Apple said AirDrop in iOS 27 could be up to 80% faster than iOS 26. A real-world test by blogger Tim Scofield suggests the headline is directionally right, but a little generous: transferring a 3.5 GB video took 2 minutes 11 seconds from iOS 27 to iOS 26, and only 41 seconds between two iOS 27 devices.
That second result works out to roughly 69% faster, which is still a healthy jump for something iPhone owners use constantly and rarely think about until it stalls at the worst possible moment. It also hints at the usual gap between a polished stage claim and messy reality, where device pairing, radio conditions, and software build details can all get in the way.

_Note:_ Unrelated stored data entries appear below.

impl SimDrive {
    /// Create a drive with no disc
    pub fn new() -> Self {
        Self {
            disc: None,
            index: 0,
            param_fifo: VecDeque::with_capacity(FIFO_SIZE),
            response_fifo: VecDeque::with_capacity(FIFO_SIZE),
            interrupt_flag: 0,
            interrupt_enable: 0,
            sector_buffer: Vec::new(),
            data_fifo: Vec::new(),
            data_pos: 0,
            dma: None,
            events: VecDeque::new(),
            clock: 0,
            state: DriveState::Idle,
            motor_on: false,
            shell_open_latch: true,
            lid_open: false,
            lost: false,
            mode: ModeFlags::empty(),
            filter: (0, 0),
            seek_target: None,
            head: 0,
            last_header: [0; 8],
            next_sector_at: 0,
            play_end_at: None,
            region: Region::America,
            unlock_step: 0,
            unlocked: false,
            volume_staged: [0; 4],
            volume: [0; 4],
            read_faults: HashMap::new(),
            read_counts: HashMap::new(),
            register_writes: 0,
        }
    }

    /// Create a drive with `disc` inserted
    pub fn with_disc(disc: DiscImage) -> Self {
        let mut drive = Self::new();
        drive.disc = Some(disc);
        drive.motor_on = true;
        drive
    }

    /// Open the lid
    ///
    /// A read or playback in progress stops with an error interrupt. The
    /// shell open status bit stays set until a Nop is issued with the lid
    /// closed.
    pub fn open_lid(&mut self) {
        log::debug!("SIM: lid opened");
        self.lid_open = true;
        self.shell_open_latch = true;
        self.motor_on = false;
        if self.state != DriveState::Idle {
            self.state = DriveState::Idle;
            self.play_end_at = None;
            self.drop_pending_sectors();
            let stat = self.stat() | StatusFlags::ERROR.bits();
            self.push_event(0, INT5, vec![stat, ERR_DOOR_OPEN]);
        }
    }

    /// Close the lid
    pub fn close_lid(&mut self) {
        log::debug!("SIM: lid closed");
        self.lid_open = false;
        self.motor_on = self.disc.is_some();
        self.head = 0;
        self.seek_target = None;
    }

    /// Open the lid, replace the disc and close the lid again
    pub fn swap_disc(&mut self, disc: Option<DiscImage>) {
        self.open_lid();
        self.disc = disc;
        self.close_lid();
    }

    /// Make the next `times` reads of `lba` fail
    pub fn fail_reads_at(&mut self, lba: i32, times: u32) {
        self.read_faults.insert(lba, times);
    }

    /// Number of times `lba` has been read, failed attempts included
    pub fn reads_of(&self, lba: i32) -> u32 {
        self.read_counts.get(&lba).copied().unwrap_or(0)
    }

    /// Number of register writes seen so far
    pub fn register_writes(&self) -> usize {
        self.register_writes
    }

    /// Select the region reported by the drive
    pub fn set_region(&mut self, region: Region) {
        self.region = region;
    }

    /// True once the unlock sequence was accepted
    pub fn is_unlocked(&self) -> bool {
        self.unlocked
    }

    /// Applied CD audio volume (L->L, L->R, R->R, R->L)
    pub fn volume(&self) -> [u8; 4] {
        self.volume
    }

    /// Inserted disc
    pub fn disc(&self) -> Option<&DiscImage> {
        self.disc.as_ref()
    }

    /// Current cycle count
    pub fn clock(&self) -> u64 {
        self.clock
    }

    /// Status byte as reported in responses
    pub(super) fn stat(&self) -> u8 {
        let mut status = StatusFlags::empty();
        if self.motor_on {
            status |= StatusFlags::STANDBY;
        }
        if self.shell_open_latch {
            status |= StatusFlags::SHELL_OPEN;
        }
        match self.state {
            DriveState::Reading => status |= StatusFlags::READ,
            DriveState::Playing => status |= StatusFlags::PLAY,
            DriveState::Idle => {}
        }
        status.bits()
    }

    fn cycles_per_sector(&self) -> u64 {
        if self.mode.contains(ModeFlags::SPEED) {
            CYCLES_PER_SECTOR_2X
        } else {
            CYCLES_PER_SECTOR_1X
        }
    }

    /// Queue an interrupt `delay` cycles from now, after anything already queued
    ///
    /// # Returns
    ///
    /// The cycle at which the event becomes deliverable
    fn push_event(&mut self, delay: u64, irq: u8, response: Vec<u8>) -> u64 {
        let at = self.next_event_time(delay);
        self.events.push_back(Event {
            at,
            irq,
            response,
            sector: None,
        });
        at
    }

    fn next_event_time(&self, delay: u64) -> u64 {
        let earliest = self.events.back().map_or(0, |e| e.at);
        (self.clock + delay).max(earliest)
    }

    fn drop_pending_sectors(&mut self) {
        self.events.retain(|e| e.sector.is_none());
    }

    fn has_pending_read_event(&self) -> bool {
        self.interrupt_flag == INT1 || self.events.iter().any(|e| e.sector.is_some())
    }

    /// Produce the next sector if the drive is reading and it is due
    fn generate_sector(&mut self) {
        if self.state != DriveState::Reading
            || self.clock < self.next_sector_at
            || self.has_pending_read_event()
        {
            return;
        }

        let lba = self.head;
        *self.read_counts.entry(lba).or_default() += 1;
        let at = self.next_event_time(0).max(self.next_sector_at);

        if let Some(remaining) = self.read_faults.get_mut(&lba).filter(|n| **n > 0) {
            *remaining -= 1;
            log::debug!("SIM: injected read error at LBA {}", lba);
            self.state = DriveState::Idle;
            let stat = self.stat() | StatusFlags::ERROR.bits();
            self.events.push_back(Event {
                at,
                irq: INT5,
                response: vec![stat, ERR_READ],
                sector: None,
            });
            return;
        }

        let raw = self.disc.as_ref().and_then(|d| d.read_sector(lba));
        let Some(raw) = raw else {
            log::debug!("SIM: end of disc at LBA {}", lba);
            self.state = DriveState::Idle;
            let stat = self.stat();
            self.events.push_back(Event {
                at,
                irq: INT4,
                response: vec![stat],
                sector: None,
            });
            return;
        };

        self.last_header.copy_from_slice(&raw[12..20]);
        let payload = if self.mode.contains(ModeFlags::SIZE_2340) {
            raw[12..].to_vec()
        } else {
            let start = match self.disc.as_ref().and_then(|d| d.track_at(lba)) {
                Some(track) if track.track_type == TrackType::Mode1_2352 => 16,
                _ => 24,
            };
            raw[start..start + 2048].to_vec()
        };

        let stat = self.stat();
        self.events.push_back(Event {
            at,
            irq: INT1,
            response: vec![stat],
            sector: Some(payload),
        });
        self.head += 1;
        self.next_sector_at = at + self.cycles_per_sector();
    }

    fn check_play_end(&mut self) {
        let Some(end_at) = self.play_end_at else {
            return;
        };
        if self.state != DriveState::Playing || self.clock < end_at {
            return;
        }
        log::debug!("SIM: end of track, auto pause");
        self.play_end_at = None;
        self.state = DriveState::Idle;
        let stat = self.stat();
        self.push_event(0, INT4, vec![stat]);
    }

    /// Move the next due event into the interrupt registers
    fn deliver(&mut self) {
        if self.interrupt_flag != 0 {
            return;
        }
        let due = self.events.front().is_some_and(|e| e.at <= self.clock);
        if !due {
            return;
        }
        let Some(event) = self.events.pop_front() else {
            return;
        };
        log::trace!("SIM: INT{} {:02X?}", event.irq, event.response);
        self.response_fifo = event.response.into();
        self.interrupt_flag = event.irq;
        if let Some(sector) = event.sector {
            self.sector_buffer = sector;
        }
    }

    fn tick(&mut self, cycles: u32) {
        self.clock += cycles as u64;
        self.check_play_end();
        self.generate_sector();
        self.deliver();
    }

    fn read_status(&self) -> u8 {
        let mut status = HwStatus::from_bits_retain(self.index & 0x03);
        if self.param_fifo.is_empty() {
            status |= HwStatus::PARAM_EMPTY;
        }
        if self.param_fifo.len() < FIFO_SIZE {
            status |= HwStatus::PARAM_NOT_FULL;
        }
        if !self.response_fifo.is_empty() {
            status |= HwStatus::RESPONSE_READY;
        }
        if self.data_pos < self.data_fifo.len() {
            status |= HwStatus::DATA_READY;
        }
        status.bits()
    }

    fn write_request(&mut self, value: u8) {
        match self.index {
            0 => {
                if value & 0x80 != 0 {
                    self.data_fifo = self.sector_buffer.clone();
                } else {
                    self.data_fifo.clear();
                }
                self.data_pos = 0;
            }
            1 => {
                self.interrupt_flag &= !(value & 0x1F);
                if value & 0x40 != 0 {
                    self.param_fifo.clear();
                }
                if self.interrupt_flag == 0 {
                    self.response_fifo.clear();
                    self.deliver();
                }
            }
            2 => self.volume_staged[1] = value,
            _ => {
                if value & 0x20 != 0 {
                    self.volume = self.volume_staged;
                    log::trace!("SIM: volume applied {:02X?}", self.volume);
                }
            }
        }
    }
}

What the AirDrop test measured
Scofield used a 7 minute 30 second video file weighing 3.5 GB to keep the test consistent. The setup matters because smaller files can hide timing differences, while large transfers expose them fast enough for users to actually notice. In other words, this was the right kind of nerdy: slightly tedious, very useful.
- iOS 27 to iOS 26: 2 minutes 11 seconds
- iOS 27 to iOS 27: 41 seconds
- Apple’s stated improvement: up to 80% versus iOS 26
Why the numbers are not identical
The difference between Apple’s promise and the test result is not unusual. Wireless transfer speeds depend on distance, interference, and whether both devices are running the same fresh beta build, so a single run is informative without being gospel. Competing phone makers have spent years chasing the same invisible win: make file sharing feel instant enough that nobody talks about it.
If Apple keeps tuning the beta, iOS 27 could still edge closer to the company’s claim by the time it ships. For now, though, the practical takeaway is simple: AirDrop already looks meaningfully faster, and the biggest gains appear when both devices are on iOS 27.
What iPhone owners should expect next
That makes AirDrop one of those upgrades that sounds small until you send a giant video to someone in a hurry. The open question is whether Apple can hold that speed across more variable real-world conditions, or whether the final release lands closer to the 69% result than the marketing-friendly 80% line.